Here's a blog post that explains the fastest way to raise integers to integer powers. As one of the comments points out, some of these tricks are built into chips.

Answer 3

A pretty fast one might be something like this:

int IntPow(int x, uint pow)
{
    int ret = 1;
    while ( pow != 0 )
    {
        if ( (pow & 1) == 1 )
            ret *= x;
        x *= x;
        pow >>= 1;
    }
    return ret;
}

Note that this does not allow negative powers. I'll leave that as an exercise to you. :)
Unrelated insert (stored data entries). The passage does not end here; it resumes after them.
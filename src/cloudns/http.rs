//! Low-level HTTP plumbing shared by every ClouDNS endpoint call.
//!
//! Every endpoint is a GET with the auth fields and the endpoint parameters
//! in the query string; responses are JSON. No retries: a transport failure
//! is surfaced to the caller immediately.

use serde::de::DeserializeOwned;

use crate::error::{ClientError, ClientResult};

use super::{API_BASE, CloudnsClient, StatusResponse};
use super::error::FailureContext;

/// Maximum number of bytes of a response body to include in debug logs.
const LOG_BODY_LIMIT: usize = 256;

/// Truncate a response body for logging, respecting char boundaries.
pub(crate) fn truncate_body(body: &str) -> &str {
    if body.len() <= LOG_BODY_LIMIT {
        return body;
    }
    let mut end = LOG_BODY_LIMIT;
    while end > 0 && !body.is_char_boundary(end) {
        end -= 1;
    }
    &body[..end]
}

impl CloudnsClient {
    /// Execute one API call and return the raw response body.
    pub(crate) async fn call(
        &self,
        endpoint: &str,
        params: &[(&str, String)],
    ) -> ClientResult<String> {
        let url = format!("{API_BASE}/{endpoint}");
        log::debug!("[cloudns] GET {url}");

        let mut query = self.auth_params();
        query.extend(params.iter().map(|(k, v)| (*k, v.clone())));

        let response = self
            .client
            .get(&url)
            .query(&query)
            .send()
            .await
            .map_err(|e| {
                if e.is_timeout() {
                    ClientError::Timeout {
                        detail: e.to_string(),
                    }
                } else {
                    ClientError::Network {
                        detail: e.to_string(),
                    }
                }
            })?;

        let status = response.status();
        log::debug!("[cloudns] {endpoint} -> HTTP {status}");

        let body = response.text().await.map_err(|e| ClientError::Network {
            detail: format!("failed to read response body: {e}"),
        })?;
        log::debug!("[cloudns] response body: {}", truncate_body(&body));

        Ok(body)
    }

}

/// Parse a JSON response body.
pub(crate) fn parse_json<T: DeserializeOwned>(body: &str) -> ClientResult<T> {
    serde_json::from_str(body).map_err(|e| {
        log::error!("[cloudns] JSON parse failed: {e}");
        log::error!("[cloudns] raw response: {}", truncate_body(body));
        ClientError::Parse {
            detail: e.to_string(),
        }
    })
}

/// Reject ClouDNS failure envelopes.
///
/// `records.json` answers errors with the same `{"status":"Failed",...}`
/// envelope the mutation endpoints use, so a listing body has to be screened
/// before being parsed as a record map. Bodies that are not an envelope at
/// all pass through untouched.
pub(crate) fn check_failure(body: &str, context: FailureContext) -> ClientResult<()> {
    if let Ok(envelope) = serde_json::from_str::<StatusResponse>(body)
        && !envelope.is_success()
    {
        let err = super::error::map_failure(&envelope.status_description, context);
        if err.is_expected() {
            log::warn!("[cloudns] API failure: {err}");
        } else {
            log::error!("[cloudns] API failure: {err}");
        }
        return Err(err);
    }
    Ok(())
}
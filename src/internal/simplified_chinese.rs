//! Transcoders for the simplified Chinese encodings: GB 2312, GBK and
//! GB 18030.
//!
//! All three share one two-byte cell numbering. Cells 0..8836 are the
//! 94x94 GB 2312 grid, 8836..14916 are GBK region 3 (lead below 0xA1) and
//! 14916..23940 are GBK regions 4 and 5 (trail below 0xA1). GB 18030 adds
//! four-byte sequences, whose first 32*1260 codes extend the BMP at cell
//! 23940 and whose codes from 150*1260 map the supplementary planes
//! directly.

use crate::internal::lookup_table::{CompressedTable, ReverseTable, RCHAR};
use crate::internal::tables;
use crate::internal::utf8::{self, BadCharMode};
use crate::internal::utils;

/// Appends the two-byte form of `cell`.
///
fn append_two_byte(cell: u16, out: &mut Vec<u8>) {
  let (x, mut y) = if cell < 8836 {
    (0xA1 + (cell / 94) as u8, 0xA1 + (cell % 94) as u8)
  } else if cell < 8836 + 6080 {
    let t = cell - 8836;
    (0x81 + (t / 190) as u8, 0x40 + (t % 190) as u8)
  } else {
    let t = cell - (8836 + 6080);
    (0xA1 + (t / 96) as u8, 0x40 + (t % 96) as u8)
  };
  if cell >= 8836 && y >= 0x7F {
    y += 1;
  }
  out.push(x);
  out.push(y);
}

/// Reads the two-byte cell number for lead `a` and trail `b`.
///
fn two_byte_cell(a: u16, mut b: u16) -> u16 {
  if a < 0xA1 {
    // GBK region 3
    if b > 0x7F {
      b -= 1;
    }
    (a - 0x81) * 190 + (b - 0x40) + 8836
  } else if b < 0xA1 {
    // GBK regions 4 and 5
    if b > 0x7F {
      b -= 1;
    }
    (a - 0xA1) * 96 + (b - 0x40) + 8836 + 6080
  } else {
    // GBK regions 1 and 2 (GB 2312)
    (a - 0xA1) * 94 + (b - 0xA1)
  }
}

/// Decodes GB 2312, where both bytes of a pair sit in 0xA1 to 0xFE.
///
pub(crate) fn gb2312_to_utf8(
  text: &[u8],
  out: &mut Vec<u8>,
  mode: BadCharMode,
) -> usize {
  let table = CompressedTable::new(tables::GB_2312);

  let mut errpos = None;
  let mut pos = 0;
  while pos < text.len() {
    let lastpos = pos;
    let a = text[pos] as u16;
    pos += 1;

    if a & 0x80 == 0 {
      out.push(a as u8);
      continue;
    }

    let mut code = 0xFFFDu32;
    if (0xA1..0xFF).contains(&a) && pos < text.len() {
      let b = text[pos] as u16;
      if (0xA1..0xFF).contains(&b) {
        code = table.get((a - 0xA1) * 94 + (b - 0xA1)) as u32;
        pos += 1;
      }
    }

    if code == 0xFFFD {
      utf8::append_bad_chars(&text[lastpos..pos], out, mode);
      errpos = errpos.or(Some(lastpos));
    } else {
      utf8::append_code_point(code, out);
    }
  }

  errpos.unwrap_or(pos)
}

/// Encodes UTF-8 as GB 2312.
///
pub(crate) fn utf8_to_gb2312(text: &[u8], out: &mut Vec<u8>) -> usize {
  let table = ReverseTable::new(tables::GB_18030_R);
  let table2 = ReverseTable::new(tables::GB_2312_R);

  let mut errpos = None;
  let mut pos = 0;
  while pos < text.len() {
    let lastpos = pos;
    let code = utf8::next_code_point(text, &mut pos);
    if code < 0x80 {
      out.push(code as u8);
      continue;
    } else {
      let mut t = table.get(code);
      if t >= 8836 {
        // compatibility mappings that differ from GB 18030
        t = table2.get(code);
      }
      if t < 8836 {
        out.push(0xA1 + (t / 94) as u8);
        out.push(0xA1 + (t % 94) as u8);
        continue;
      }
    }

    if !utils::last_chance_conversion(text, lastpos, out) {
      errpos = errpos.or(Some(lastpos));
    }
  }

  errpos.unwrap_or(pos)
}

/// Decodes GBK, with a lead in 0x81 to 0xFE and a trail in 0x40 to 0xFE
/// other than 0x7F.
///
pub(crate) fn gbk_to_utf8(
  text: &[u8],
  out: &mut Vec<u8>,
  mode: BadCharMode,
) -> usize {
  let table = CompressedTable::new(tables::GBK);

  let mut errpos = None;
  let mut pos = 0;
  while pos < text.len() {
    let lastpos = pos;
    let a = text[pos] as u16;
    pos += 1;

    if a & 0x80 == 0 {
      out.push(a as u8);
      continue;
    }

    let mut code = 0xFFFDu32;
    if a > 0x80 && a < 0xFF && pos < text.len() {
      let b = text[pos] as u16;
      if (0x40..0xFF).contains(&b) && b != 0x7F {
        code = table.get(two_byte_cell(a, b)) as u32;
        pos += 1;
      }
    }

    if code == 0xFFFD {
      utf8::append_bad_chars(&text[lastpos..pos], out, mode);
      errpos = errpos.or(Some(lastpos));
    } else {
      utf8::append_code_point(code, out);
    }
  }

  errpos.unwrap_or(pos)
}

/// Encodes UTF-8 as GBK.
///
pub(crate) fn utf8_to_gbk(text: &[u8], out: &mut Vec<u8>) -> usize {
  let table = ReverseTable::new(tables::GB_18030_R);
  let table2 = ReverseTable::new(tables::GBK_R);

  let mut errpos = None;
  let mut pos = 0;
  while pos < text.len() {
    let lastpos = pos;
    let code = utf8::next_code_point(text, &mut pos);
    if code < 0x80 {
      out.push(code as u8);
      continue;
    } else {
      let mut t = table.get(code) as u32;
      if t >= RCHAR as u32 {
        // compatibility mappings beyond the BMP
        t = match code {
          0x20087 => 23767,
          0x20089 => 23768,
          0x200CC => 23769,
          0x215D7 => 23794,
          0x2298F => 23804,
          0x241FE => 23830,
          _ => 23940,
        };
      }
      if t > 23940 {
        // a GB 18030 code too large for GBK; try the compatibility
        // mappings specific to GBK
        t = table2.get(code) as u32;
      }
      if t < 23940 {
        append_two_byte(t as u16, out);
        continue;
      }
    }

    if !utils::last_chance_conversion(text, lastpos, out) {
      errpos = errpos.or(Some(lastpos));
    }
  }

  errpos.unwrap_or(pos)
}

/// Decodes GB 18030, which extends GBK with four-byte sequences whose
/// second and fourth bytes are decimal digits.
///
pub(crate) fn gb18030_to_utf8(
  text: &[u8],
  out: &mut Vec<u8>,
  mode: BadCharMode,
) -> usize {
  let table = CompressedTable::new(tables::GB_18030);

  let mut errpos = None;
  let mut pos = 0;
  while pos < text.len() {
    let lastpos = pos;
    let a = text[pos] as u16;
    pos += 1;

    if a & 0x80 == 0 {
      out.push(a as u8);
      continue;
    }

    if pos == text.len() {
      errpos = errpos.or(Some(lastpos));
      break;
    }

    let mut code = 0xFFFDu32;
    if a > 0x80 && a < 0xFF {
      let b = text[pos] as u16;
      if (0x30..0xFF).contains(&b) && b != 0x7F {
        pos += 1;
        if b >= 0x40 {
          code = table.get(two_byte_cell(a, b)) as u32;
        } else if pos + 1 < text.len() {
          let c = text[pos] as u16;
          let d = text[pos + 1] as u16;
          if c > 0x80 && c < 0xFF && (0x30..=0x39).contains(&d) {
            pos += 2;
            let a4 = (a - 0x81) * 10 + (b - 0x30);
            let b4 = (c - 0x81) * 10 + (d - 0x30);
            if a4 < 32 {
              // unicode within the BMP
              code = table.get(a4 * 1260 + b4 + 23940) as u32;
            } else if a4 >= 150 {
              // unicode beyond the BMP
              let g = (a4 - 150) as u32 * 1260 + b4 as u32;
              if g <= 0xF_FFFF {
                code = g + 0x1_0000;
              }
            }
          }
        }
      }
    }

    // the four-byte sequence 0x84 0x31 0xA4 0x37 is the legal encoding
    // of U+FFFD itself
    if code == 0xFFFD
      && !(pos - lastpos >= 4 && text[lastpos..lastpos + 4] == [0x84, 0x31, 0xA4, 0x37])
    {
      utf8::append_bad_chars(&text[lastpos..pos], out, mode);
      errpos = errpos.or(Some(lastpos));
    } else {
      utf8::append_code_point(code, out);
    }
  }

  errpos.unwrap_or(pos)
}

/// Encodes UTF-8 as GB 18030. Every code point other than 0xFFFE and
/// 0xFFFF has an encoding.
///
pub(crate) fn utf8_to_gb18030(text: &[u8], out: &mut Vec<u8>) -> usize {
  let table = ReverseTable::new(tables::GB_18030_R);

  let mut errpos = None;
  let mut pos = 0;
  while pos < text.len() {
    let lastpos = pos;
    let code = utf8::next_code_point(text, &mut pos);
    if code < 0x80 {
      out.push(code as u8);
      continue;
    }

    let t;
    if code <= 0xFFFD {
      let cell = table.get(code) as u32;
      if cell < 23940 {
        append_two_byte(cell as u16, out);
        continue;
      }
      t = cell - 23940;
    } else if code >= 0x1_0000 {
      t = code - 0x1_0000 + 150 * 1260;
    } else {
      // 0xFFFE and 0xFFFF have no encoding
      if !utils::last_chance_conversion(text, lastpos, out) {
        errpos = errpos.or(Some(lastpos));
      }
      continue;
    }

    let a = t / 1260;
    let b = t % 1260;
    out.push(0x81 + (a / 10) as u8);
    out.push(0x30 + (a % 10) as u8);
    out.push(0x81 + (b / 10) as u8);
    out.push(0x30 + (b % 10) as u8);
  }

  errpos.unwrap_or(pos)
}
Added: Oh yes, almost forgot - also add overflow/underflow checking, or you might be in for a few nasty surprises down the road.

Answer 4

LINQ anyone?

public static int Pow(this int bas, int exp)
{
    return Enumerable
          .Repeat(bas, exp)
          .Aggregate(1, (a, b) => a * b);
}

usage as extension:

var threeToThePowerOfNine = 3.Pow(9);

Answer 5

Two more...

    public static int FastPower(int x, int pow)
    {
        switch (pow)
        {
            case 0: return 1;
            case 1: return x;
            case 2: return x * x;
            case 3: return x * x * x;
            case 4: return x * x * x * x;
            case 5: return x * x * x * x * x;
            case 6: return x * x * x * x * x * x;
            case 7: return x * x * x * x * x * x * x;
            case 8: return x * x * x * x * x * x * x * x;
            case 9: return x * x * x * x * x * x * x * x * x;
            case 10: return x * x * x * x * x * x * x * x * x * x; 
            case 11: return x * x * x * x * x * x * x * x * x * x * x; 
            // up to 32 can be added 
            default: // Vilx's solution is used for default
                int ret = 1;
                while (pow != 0)
                {
                    if ((pow & 1) == 1)
                        ret *= x;
                    x *= x;
                    pow >>= 1;
                }
                return ret;
        }
    }

    public static int SimplePower(int x, int pow)
    {
        return (int)Math.Pow(x, pow);
    }

I did some quick performance testing

---

• mini-me : 32 ms

• Sunsetquest(Fast) : 37 ms

• Vilx : 46 ms

• Charles Bretana(aka Cook's): 166 ms

• Sunsetquest(simple) : 469 ms

• 3dGrabber (Linq version) : 868 ms

(testing notes: intel i7 2nd gen, .net 4, release build, release run, 1M different bases, exp from 0-10 only)

Conclusion: mini-me's is the best in both performance and simplicity

very minimal accuracy testing was done

Answer 6

How about:

public static long IntPow(long a, long b)
{
  long result = 1;
  for (long i = 0; i < b; i++)
    result *= a;
  return result;
}